**PROBLEM STATEMENT:**
Among the entries below, how many lines include "filter"? Answer with the number only.

### RECORDS SUPPLIED ###

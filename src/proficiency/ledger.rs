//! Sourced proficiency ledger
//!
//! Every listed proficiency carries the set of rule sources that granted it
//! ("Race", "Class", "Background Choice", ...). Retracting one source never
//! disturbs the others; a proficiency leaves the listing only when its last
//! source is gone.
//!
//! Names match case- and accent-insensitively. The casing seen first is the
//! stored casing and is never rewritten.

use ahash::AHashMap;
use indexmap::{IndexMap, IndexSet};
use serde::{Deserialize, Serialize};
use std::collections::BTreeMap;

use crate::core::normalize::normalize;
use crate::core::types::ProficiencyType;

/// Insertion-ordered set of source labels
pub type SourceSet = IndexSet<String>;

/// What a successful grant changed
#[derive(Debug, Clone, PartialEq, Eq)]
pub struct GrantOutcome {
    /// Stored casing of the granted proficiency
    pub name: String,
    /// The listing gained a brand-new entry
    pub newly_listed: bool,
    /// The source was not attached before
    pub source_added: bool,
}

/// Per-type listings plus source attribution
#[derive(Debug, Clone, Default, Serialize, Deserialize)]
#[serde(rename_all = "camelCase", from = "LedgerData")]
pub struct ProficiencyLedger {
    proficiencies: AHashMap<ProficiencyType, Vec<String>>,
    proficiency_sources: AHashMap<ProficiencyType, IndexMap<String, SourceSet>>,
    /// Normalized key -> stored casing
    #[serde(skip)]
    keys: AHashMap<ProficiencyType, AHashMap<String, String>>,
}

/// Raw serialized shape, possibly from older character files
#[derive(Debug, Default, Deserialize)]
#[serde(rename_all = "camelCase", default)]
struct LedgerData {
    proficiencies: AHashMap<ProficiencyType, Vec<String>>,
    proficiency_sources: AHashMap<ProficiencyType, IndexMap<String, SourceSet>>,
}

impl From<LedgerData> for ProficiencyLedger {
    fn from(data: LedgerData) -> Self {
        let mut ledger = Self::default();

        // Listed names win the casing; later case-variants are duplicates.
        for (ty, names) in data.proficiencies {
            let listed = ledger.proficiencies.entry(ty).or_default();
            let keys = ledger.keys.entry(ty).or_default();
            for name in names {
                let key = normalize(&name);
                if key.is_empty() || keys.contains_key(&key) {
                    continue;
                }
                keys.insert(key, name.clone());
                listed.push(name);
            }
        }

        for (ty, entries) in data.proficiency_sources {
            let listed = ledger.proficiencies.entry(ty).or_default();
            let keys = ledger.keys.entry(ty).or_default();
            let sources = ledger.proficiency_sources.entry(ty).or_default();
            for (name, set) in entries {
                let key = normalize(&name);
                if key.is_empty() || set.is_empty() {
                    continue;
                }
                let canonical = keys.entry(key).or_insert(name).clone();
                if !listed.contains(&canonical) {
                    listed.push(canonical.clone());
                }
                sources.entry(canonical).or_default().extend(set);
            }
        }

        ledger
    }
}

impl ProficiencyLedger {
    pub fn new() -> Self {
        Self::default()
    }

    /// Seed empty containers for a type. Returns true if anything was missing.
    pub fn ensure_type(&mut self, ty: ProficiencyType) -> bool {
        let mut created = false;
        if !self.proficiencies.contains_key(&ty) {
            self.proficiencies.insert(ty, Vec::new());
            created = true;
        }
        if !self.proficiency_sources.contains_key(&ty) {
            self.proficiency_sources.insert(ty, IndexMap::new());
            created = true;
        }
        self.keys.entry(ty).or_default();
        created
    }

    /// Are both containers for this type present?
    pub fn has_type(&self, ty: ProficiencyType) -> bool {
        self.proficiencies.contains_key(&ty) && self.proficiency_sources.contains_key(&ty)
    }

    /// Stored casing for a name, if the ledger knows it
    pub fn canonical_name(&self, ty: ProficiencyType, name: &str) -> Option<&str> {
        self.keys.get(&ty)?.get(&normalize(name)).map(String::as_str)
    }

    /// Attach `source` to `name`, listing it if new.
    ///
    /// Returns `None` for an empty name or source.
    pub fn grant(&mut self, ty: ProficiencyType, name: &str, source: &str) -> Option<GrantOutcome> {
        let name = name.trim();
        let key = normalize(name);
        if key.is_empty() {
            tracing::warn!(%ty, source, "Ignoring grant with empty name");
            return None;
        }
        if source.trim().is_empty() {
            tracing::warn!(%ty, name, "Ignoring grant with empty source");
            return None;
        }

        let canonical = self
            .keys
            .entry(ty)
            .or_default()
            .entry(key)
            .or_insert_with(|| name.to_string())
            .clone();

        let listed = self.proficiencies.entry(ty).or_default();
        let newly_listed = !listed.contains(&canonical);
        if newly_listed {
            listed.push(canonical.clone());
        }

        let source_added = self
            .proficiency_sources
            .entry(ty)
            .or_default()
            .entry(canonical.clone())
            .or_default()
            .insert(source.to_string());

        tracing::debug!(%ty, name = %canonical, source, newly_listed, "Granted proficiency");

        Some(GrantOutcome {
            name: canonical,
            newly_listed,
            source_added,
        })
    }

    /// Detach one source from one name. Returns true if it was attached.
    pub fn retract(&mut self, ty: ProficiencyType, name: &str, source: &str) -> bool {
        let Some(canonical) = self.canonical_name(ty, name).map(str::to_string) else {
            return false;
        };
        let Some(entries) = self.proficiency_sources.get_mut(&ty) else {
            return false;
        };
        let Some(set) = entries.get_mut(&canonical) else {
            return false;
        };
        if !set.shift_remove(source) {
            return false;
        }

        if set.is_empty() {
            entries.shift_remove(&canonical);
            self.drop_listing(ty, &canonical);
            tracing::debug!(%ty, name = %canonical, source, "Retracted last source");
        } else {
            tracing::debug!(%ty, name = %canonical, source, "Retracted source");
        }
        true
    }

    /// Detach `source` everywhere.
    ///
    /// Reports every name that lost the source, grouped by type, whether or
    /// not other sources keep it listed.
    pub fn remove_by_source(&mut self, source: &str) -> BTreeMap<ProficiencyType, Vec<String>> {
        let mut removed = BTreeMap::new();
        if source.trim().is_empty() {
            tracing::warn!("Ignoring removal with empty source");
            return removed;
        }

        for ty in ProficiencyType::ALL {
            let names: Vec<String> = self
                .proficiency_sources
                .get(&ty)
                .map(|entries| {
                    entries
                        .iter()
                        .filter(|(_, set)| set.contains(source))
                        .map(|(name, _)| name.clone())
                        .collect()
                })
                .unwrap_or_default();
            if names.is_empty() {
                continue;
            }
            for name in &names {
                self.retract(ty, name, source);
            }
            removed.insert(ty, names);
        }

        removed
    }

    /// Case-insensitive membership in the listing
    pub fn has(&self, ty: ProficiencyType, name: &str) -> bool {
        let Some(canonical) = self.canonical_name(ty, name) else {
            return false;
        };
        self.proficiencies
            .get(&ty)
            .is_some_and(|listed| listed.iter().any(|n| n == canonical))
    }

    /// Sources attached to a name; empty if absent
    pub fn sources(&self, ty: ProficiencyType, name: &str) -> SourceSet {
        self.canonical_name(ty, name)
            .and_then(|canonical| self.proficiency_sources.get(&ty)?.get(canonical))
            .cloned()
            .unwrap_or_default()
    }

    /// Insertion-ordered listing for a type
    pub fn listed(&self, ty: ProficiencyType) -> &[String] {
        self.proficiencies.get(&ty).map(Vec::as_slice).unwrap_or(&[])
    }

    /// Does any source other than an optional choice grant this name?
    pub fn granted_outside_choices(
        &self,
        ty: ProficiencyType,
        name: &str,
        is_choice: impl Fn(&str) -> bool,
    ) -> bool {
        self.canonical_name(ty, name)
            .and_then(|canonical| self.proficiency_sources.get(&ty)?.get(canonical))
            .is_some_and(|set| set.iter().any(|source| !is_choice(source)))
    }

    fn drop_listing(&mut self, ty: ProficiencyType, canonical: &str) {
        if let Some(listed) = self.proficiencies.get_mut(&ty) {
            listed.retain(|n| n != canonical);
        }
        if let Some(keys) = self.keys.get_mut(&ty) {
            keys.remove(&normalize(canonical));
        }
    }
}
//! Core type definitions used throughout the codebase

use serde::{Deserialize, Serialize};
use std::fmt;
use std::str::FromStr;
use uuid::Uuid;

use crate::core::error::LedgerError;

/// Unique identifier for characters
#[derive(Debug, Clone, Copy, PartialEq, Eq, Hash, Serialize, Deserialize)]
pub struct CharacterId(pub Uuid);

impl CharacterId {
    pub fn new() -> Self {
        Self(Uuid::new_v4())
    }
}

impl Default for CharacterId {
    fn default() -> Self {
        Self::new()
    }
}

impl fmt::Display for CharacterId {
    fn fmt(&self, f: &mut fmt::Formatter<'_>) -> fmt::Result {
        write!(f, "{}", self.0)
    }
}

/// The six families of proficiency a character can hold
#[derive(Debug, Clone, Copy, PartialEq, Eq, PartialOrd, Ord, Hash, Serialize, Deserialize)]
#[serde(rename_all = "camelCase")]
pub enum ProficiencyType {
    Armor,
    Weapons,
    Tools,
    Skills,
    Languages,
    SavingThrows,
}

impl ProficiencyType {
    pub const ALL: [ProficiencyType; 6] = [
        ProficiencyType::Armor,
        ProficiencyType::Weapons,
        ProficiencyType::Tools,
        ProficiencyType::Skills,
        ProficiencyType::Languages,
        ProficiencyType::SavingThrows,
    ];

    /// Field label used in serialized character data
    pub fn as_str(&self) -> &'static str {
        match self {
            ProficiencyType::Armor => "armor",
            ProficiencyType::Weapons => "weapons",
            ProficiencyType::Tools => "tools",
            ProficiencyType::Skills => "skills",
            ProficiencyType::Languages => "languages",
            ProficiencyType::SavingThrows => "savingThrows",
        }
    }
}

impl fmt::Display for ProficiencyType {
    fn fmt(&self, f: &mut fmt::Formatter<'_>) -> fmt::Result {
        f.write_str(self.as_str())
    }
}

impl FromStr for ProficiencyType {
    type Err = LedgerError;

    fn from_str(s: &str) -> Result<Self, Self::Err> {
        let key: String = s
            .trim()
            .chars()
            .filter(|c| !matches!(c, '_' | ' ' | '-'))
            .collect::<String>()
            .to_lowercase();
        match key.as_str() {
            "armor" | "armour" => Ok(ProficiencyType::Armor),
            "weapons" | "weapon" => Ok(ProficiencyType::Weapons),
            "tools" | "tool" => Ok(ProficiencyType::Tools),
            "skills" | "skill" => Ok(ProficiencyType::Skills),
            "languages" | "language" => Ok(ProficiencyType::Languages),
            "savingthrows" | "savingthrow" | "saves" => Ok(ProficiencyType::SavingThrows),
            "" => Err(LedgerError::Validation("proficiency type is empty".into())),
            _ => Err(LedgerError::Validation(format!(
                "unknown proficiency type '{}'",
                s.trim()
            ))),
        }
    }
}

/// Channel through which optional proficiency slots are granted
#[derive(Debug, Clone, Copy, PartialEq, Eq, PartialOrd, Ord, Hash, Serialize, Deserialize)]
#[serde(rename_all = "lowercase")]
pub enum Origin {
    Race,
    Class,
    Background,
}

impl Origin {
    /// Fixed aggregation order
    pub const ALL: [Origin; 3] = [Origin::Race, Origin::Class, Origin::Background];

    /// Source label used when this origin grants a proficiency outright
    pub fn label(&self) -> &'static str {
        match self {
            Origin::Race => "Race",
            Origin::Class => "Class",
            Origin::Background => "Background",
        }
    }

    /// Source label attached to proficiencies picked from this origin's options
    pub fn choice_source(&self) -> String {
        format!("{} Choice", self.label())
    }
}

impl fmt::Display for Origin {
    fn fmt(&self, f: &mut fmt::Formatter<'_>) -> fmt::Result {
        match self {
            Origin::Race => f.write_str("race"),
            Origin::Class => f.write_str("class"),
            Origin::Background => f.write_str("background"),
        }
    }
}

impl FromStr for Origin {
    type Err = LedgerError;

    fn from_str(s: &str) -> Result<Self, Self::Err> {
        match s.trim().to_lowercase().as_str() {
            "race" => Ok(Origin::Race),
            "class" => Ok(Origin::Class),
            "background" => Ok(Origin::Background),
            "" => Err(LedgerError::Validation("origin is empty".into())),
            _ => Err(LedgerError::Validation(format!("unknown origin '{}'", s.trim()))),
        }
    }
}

###

**REPLY:**
2